Venue: Orchestra Hall (YST 3rd floor)
  1. A step beyond is a musical duet between a human musician and an artificial agent (MASSE). A notable aspect of this performance is that the system goes beyond musical support to influence the musicians' experience of partnership. The partner characteristics are observed through dialogic interaction, mutually influencing changes in musical material and coordinated changes of musical characteristics between the agent and the human. The system was originally implemented through an approach to musical responsiveness based on rhythmic notions of perceptual stability and togetherness. In the performance, the MASSE system is further expanded to respond to attributes of pitch, and timbre, in addition to the rhythm attributes.

    Performer: Dirk Stromberg, Phallophone
  2. This performance will consist of three flute/computer improvisations. The music is produced as a result of the interactions of a human performer and an ensemble of virtual “performers” implemented as autonomous software agents. Each improvisation contains several distinct musical layers, but all the sounds heard by the audience are directly or indirectly derived from the sound made by the flute. This is one way of creating an “extended” instrument and is responsive enough for the performer to perceive how the agent system reacts to performance nuances and note choices, and can effectively “play” the ensemble.

    Michael Spicer, flute and electronics

  3. “You are willingly mutated by intimate machines, abducted by audio into the populations of your bodies. Sound machines throw you onto the shores of the skin you're in. The hypersensual cyborg experiences herself as a galaxy of audiotactile sensations.” - Kodwo Eshun, More Brilliant Than The Sun, Quartet Books, 1998

    “Constantly talking isn’t necessarily communicating.” – Joel Barish, Eternal Sunshine of the Spotless Mind, 2004


    Sifrmu is an ongoing project which identifies encryption is a form / process of intimacy. The work revolves around a programme which encrypts plaintext into ciphertext, simultaneously producing MIDI messages as another layer to this encryption process.

    In a scene from Charlie Kaufman’s Eternal Sunshine of the Spotless Mind, Clementine struggles to have a conversation with Joel. both characters are in bed together and Clementine laments on how Joel often keeps to himself, whereas she is open about how she feels and tells him everything.

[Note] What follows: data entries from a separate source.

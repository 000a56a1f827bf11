// ABOUTME: Dispatcher module - the loop that moves queued requests onto the shared executor.
// ABOUTME: Owns the executor seam, concurrency slots, and the admin surface.

mod dispatcher;
mod executor;
mod outcome;

pub use dispatcher::*;
pub use executor::*;
pub use outcome::*;

#[cfg(test)]
mod dispatcher_test;
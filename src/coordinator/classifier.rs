// ABOUTME: Classifies free-text executor errors into ErrorKind values.
// ABOUTME: The upstream tool has no quota API, so error text is the only signal.

use regex::{RegexSet, RegexSetBuilder};

use crate::config::DEFAULT_RATE_LIMIT_PATTERNS;
use crate::error::{ConfigError, ErrorKind};

/// Maps an executor's raw error message to a failure kind.
pub trait ErrorClassifier: Send + Sync {
    /// Classify a raw error message. Anything that is not a rate limit is an
    /// `ExecutorFailure`.
    fn classify(&self, message: &str) -> ErrorKind;

    /// Convenience check for the rate-limit kind.
    fn is_rate_limit(&self, message: &str) -> bool {
        self.classify(message) == ErrorKind::TransientUpstreamRateLimit
    }
}

/// Case-insensitive regex matching against a set of rate-limit patterns.
#[derive(Debug, Clone)]
pub struct PatternClassifier {
    patterns: RegexSet,
}

impl PatternClassifier {
    /// Build a classifier from regex patterns.
    pub fn new<I, S>(patterns: I) -> Result<Self, ConfigError>
    where
        I: IntoIterator<Item = S>,
        S: AsRef<str>,
    {
        let patterns = RegexSetBuilder::new(patterns)
            .case_insensitive(true)
            .build()
            .map_err(|e| ConfigError::Invalid(format!("rate limit pattern: {}", e)))?;
        Ok(Self { patterns })
    }

    /// Number of patterns in the set.
    pub fn len(&self) -> usize {
        self.patterns.len()
    }

    pub fn is_empty(&self) -> bool {
        self.patterns.is_empty()
    }
}

impl Default for PatternClassifier {
    fn default() -> Self {
        Self::new(DEFAULT_RATE_LIMIT_PATTERNS).expect("default rate limit patterns compile")
    }
}

impl ErrorClassifier for PatternClassifier {
    fn classify(&self, message: &str) -> ErrorKind {
        if self.patterns.is_match(message) {
            ErrorKind::TransientUpstreamRateLimit
        } else {
            ErrorKind::ExecutorFailure
        }
    }
}
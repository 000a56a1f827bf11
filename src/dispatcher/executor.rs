// ABOUTME: Defines the Executor trait - the seam to the scarce shared execution tool.
// ABOUTME: ExecutionResult carries output or error text for the rate-limit classifier.

use async_trait::async_trait;
use serde::{Deserialize, Serialize};

/// Outcome of one executor invocation.
#[derive(Debug, Clone, Default, PartialEq, Serialize, Deserialize)]
pub struct ExecutionResult {
    pub success: bool,
    pub output: String,
    /// Short error summary for callers.
    pub error: Option<String>,
    /// Unparsed error text from the tool, used for classification.
    pub raw_error_message: Option<String>,
}

impl ExecutionResult {
    /// A successful run with its output.
    pub fn success(output: impl Into<String>) -> Self {
        Self {
            success: true,
            output: output.into(),
            ..Self::default()
        }
    }

    /// A failed run; the message doubles as the raw error text.
    pub fn failure(error: impl Into<String>) -> Self {
        let error = error.into();
        Self {
            success: false,
            raw_error_message: Some(error.clone()),
            error: Some(error),
            ..Self::default()
        }
    }

    /// Attach the tool's raw error text.
    pub fn with_raw_error(mut self, raw: impl Into<String>) -> Self {
        self.raw_error_message = Some(raw.into());
        self
    }

    /// Text to classify: the raw message if present, else the summary.
    pub fn error_text(&self) -> &str {
        self.raw_error_message
            .as_deref()
            .or(self.error.as_deref())
            .unwrap_or("")
    }
}

/// Runs one request payload on the shared tool.
///
/// An `Err` counts as a failed run whose error text is the error's message.
#[async_trait]
pub trait Executor: Send + Sync {
    async fn dispatch(&self, payload: &serde_json::Value) -> Result<ExecutionResult, anyhow::Error>;
}
// ABOUTME: Queue module - priority tiers, scheduled requests, and the pause valve.
// ABOUTME: Ordering guarantees hold within a single instance only.

mod manager;
mod request;

pub use manager::*;
pub use request::*;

Joel, half asleep, says, “Constantly talking isn’t necessarily communicating.” noticeably upset, Clementine goes on to say that she does not constantly talk, citing that she only wants to get to know him. Clementine later says, “People have to share things. That’s what intimacy is.”

    In thinking about relationships and the process of embodying one another not just during the course of interactions, i'm also thinking about the afterlife of it.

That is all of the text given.